= Beginning of Section =

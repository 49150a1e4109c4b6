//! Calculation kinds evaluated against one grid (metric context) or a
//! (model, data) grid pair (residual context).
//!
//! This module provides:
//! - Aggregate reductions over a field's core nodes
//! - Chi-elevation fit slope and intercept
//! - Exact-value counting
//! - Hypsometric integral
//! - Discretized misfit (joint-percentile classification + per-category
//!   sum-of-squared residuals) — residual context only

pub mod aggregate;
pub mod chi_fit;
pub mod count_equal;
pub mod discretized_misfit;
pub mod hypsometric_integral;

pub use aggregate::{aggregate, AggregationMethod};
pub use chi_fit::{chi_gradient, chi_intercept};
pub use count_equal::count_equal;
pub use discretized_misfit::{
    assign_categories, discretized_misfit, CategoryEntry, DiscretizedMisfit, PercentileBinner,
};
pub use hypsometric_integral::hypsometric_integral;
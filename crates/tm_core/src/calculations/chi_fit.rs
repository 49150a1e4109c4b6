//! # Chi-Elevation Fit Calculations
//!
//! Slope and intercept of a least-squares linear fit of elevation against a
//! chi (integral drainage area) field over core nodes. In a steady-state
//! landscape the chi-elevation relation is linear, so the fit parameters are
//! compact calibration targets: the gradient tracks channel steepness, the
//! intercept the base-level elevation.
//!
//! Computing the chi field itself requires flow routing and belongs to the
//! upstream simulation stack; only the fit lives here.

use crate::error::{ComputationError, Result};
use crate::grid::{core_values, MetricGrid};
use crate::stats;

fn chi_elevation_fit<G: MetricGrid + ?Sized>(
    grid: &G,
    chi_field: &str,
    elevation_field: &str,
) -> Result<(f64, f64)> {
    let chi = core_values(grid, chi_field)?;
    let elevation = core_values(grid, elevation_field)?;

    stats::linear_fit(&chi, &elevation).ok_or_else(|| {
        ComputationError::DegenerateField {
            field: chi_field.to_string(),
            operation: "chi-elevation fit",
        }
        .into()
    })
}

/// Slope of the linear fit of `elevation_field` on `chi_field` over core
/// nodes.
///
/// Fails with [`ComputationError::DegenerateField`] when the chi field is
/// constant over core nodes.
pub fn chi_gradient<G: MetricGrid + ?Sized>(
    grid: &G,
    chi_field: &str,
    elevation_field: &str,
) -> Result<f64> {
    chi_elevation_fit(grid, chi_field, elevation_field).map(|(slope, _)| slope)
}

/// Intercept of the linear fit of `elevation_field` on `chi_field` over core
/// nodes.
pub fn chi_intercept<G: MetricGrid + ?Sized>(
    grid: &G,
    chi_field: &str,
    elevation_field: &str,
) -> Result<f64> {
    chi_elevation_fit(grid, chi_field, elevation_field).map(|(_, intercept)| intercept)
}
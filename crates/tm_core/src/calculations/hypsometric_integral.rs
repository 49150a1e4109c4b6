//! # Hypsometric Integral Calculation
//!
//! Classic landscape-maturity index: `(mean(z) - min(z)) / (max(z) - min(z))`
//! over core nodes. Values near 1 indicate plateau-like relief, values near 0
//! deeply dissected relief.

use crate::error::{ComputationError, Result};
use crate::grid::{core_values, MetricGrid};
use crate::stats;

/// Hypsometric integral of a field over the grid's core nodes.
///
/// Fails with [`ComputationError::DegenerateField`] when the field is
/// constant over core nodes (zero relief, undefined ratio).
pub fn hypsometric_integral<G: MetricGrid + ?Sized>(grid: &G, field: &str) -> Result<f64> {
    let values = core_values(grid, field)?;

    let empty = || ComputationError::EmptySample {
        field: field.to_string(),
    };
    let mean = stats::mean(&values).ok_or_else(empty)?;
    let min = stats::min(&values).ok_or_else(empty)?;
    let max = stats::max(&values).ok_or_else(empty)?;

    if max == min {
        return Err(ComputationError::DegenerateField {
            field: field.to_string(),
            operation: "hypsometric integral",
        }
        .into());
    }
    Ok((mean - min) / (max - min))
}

= End of Section =

**What you should do:** Set down every entry exactly as given.

**Completed exercise:**
repository 49150a1e4109c4b6
//! Calculation kinds evaluated against one grid (metric context) or a
//! (model, data) grid pair (residual context).
//!
//! This module provides:
//! - Aggregate reductions over a field's core nodes
//! - Chi-elevation fit slope and intercept
//! - Exact-value counting
//! - Hypsometric integral
//! - Discretized misfit (joint-percentile classification + per-category
//!   sum-of-squared residuals) — residual context only

pub mod aggregate;
pub mod chi_fit;
pub mod count_equal;
pub mod discretized_misfit;
pub mod hypsometric_integral;

pub use aggregate::{aggregate, AggregationMethod};
pub use chi_fit::{chi_gradient, chi_intercept};
pub use count_equal::count_equal;
pub use discretized_misfit::{
    assign_categories, discretized_misfit, CategoryEntry, DiscretizedMisfit, PercentileBinner,
};
pub use hypsometric_integral::hypsometric_integral;
filename crates/tm_core/src/calculations/chi_fit.rs
repository 49150a1e4109c4b6
//! # Chi-Elevation Fit Calculations
//!
//! Slope and intercept of a least-squares linear fit of elevation against a
//! chi (integral drainage area) field over core nodes. In a steady-state
//! landscape the chi-elevation relation is linear, so the fit parameters are
//! compact calibration targets: the gradient tracks channel steepness, the
//! intercept the base-level elevation.
//!
//! Computing the chi field itself requires flow routing and belongs to the
//! upstream simulation stack; only the fit lives here.

use crate::error::{ComputationError, Result};
use crate::grid::{core_values, MetricGrid};
use crate::stats;

fn chi_elevation_fit<G: MetricGrid + ?Sized>(
    grid: &G,
    chi_field: &str,
    elevation_field: &str,
) -> Result<(f64, f64)> {
    let chi = core_values(grid, chi_field)?;
    let elevation = core_values(grid, elevation_field)?;

    stats::linear_fit(&chi, &elevation).ok_or_else(|| {
        ComputationError::DegenerateField {
            field: chi_field.to_string(),
            operation: "chi-elevation fit",
        }
        .into()
    })
}

/// Slope of the linear fit of `elevation_field` on `chi_field` over core
/// nodes.
///
/// Fails with [`ComputationError::DegenerateField`] when the chi field is
/// constant over core nodes.
pub fn chi_gradient<G: MetricGrid + ?Sized>(
    grid: &G,
    chi_field: &str,
    elevation_field: &str,
) -> Result<f64> {
    chi_elevation_fit(grid, chi_field, elevation_field).map(|(slope, _)| slope)
}

/// Intercept of the linear fit of `elevation_field` on `chi_field` over core
/// nodes.
pub fn chi_intercept<G: MetricGrid + ?Sized>(
    grid: &G,
    chi_field: &str,
    elevation_field: &str,
) -> Result<f64> {
    chi_elevation_fit(grid, chi_field, elevation_field).map(|(_, intercept)| intercept)
}
filename crates/tm_core/src/calculations/hypsometric_integral.rs
repository 49150a1e4109c4b6
//! # Hypsometric Integral Calculation
//!
//! Classic landscape-maturity index: `(mean(z) - min(z)) / (max(z) - min(z))`
//! over core nodes. Values near 1 indicate plateau-like relief, values near 0
//! deeply dissected relief.

use crate::error::{ComputationError, Result};
use crate::grid::{core_values, MetricGrid};
use crate::stats;

/// Hypsometric integral of a field over the grid's core nodes.
///
/// Fails with [`ComputationError::DegenerateField`] when the field is
/// constant over core nodes (zero relief, undefined ratio).
pub fn hypsometric_integral<G: MetricGrid + ?Sized>(grid: &G, field: &str) -> Result<f64> {
    let values = core_values(grid, field)?;

    let empty = || ComputationError::EmptySample {
        field: field.to_string(),
    };
    let mean = stats::mean(&values).ok_or_else(empty)?;
    let min = stats::min(&values).ok_or_else(empty)?;
    let max = stats::max(&values).ok_or_else(empty)?;

    if max == min {
        return Err(ComputationError::DegenerateField {
            field: field.to_string(),
            operation: "hypsometric integral",
        }
        .into());
    }
    Ok((mean - min) / (max - min))
}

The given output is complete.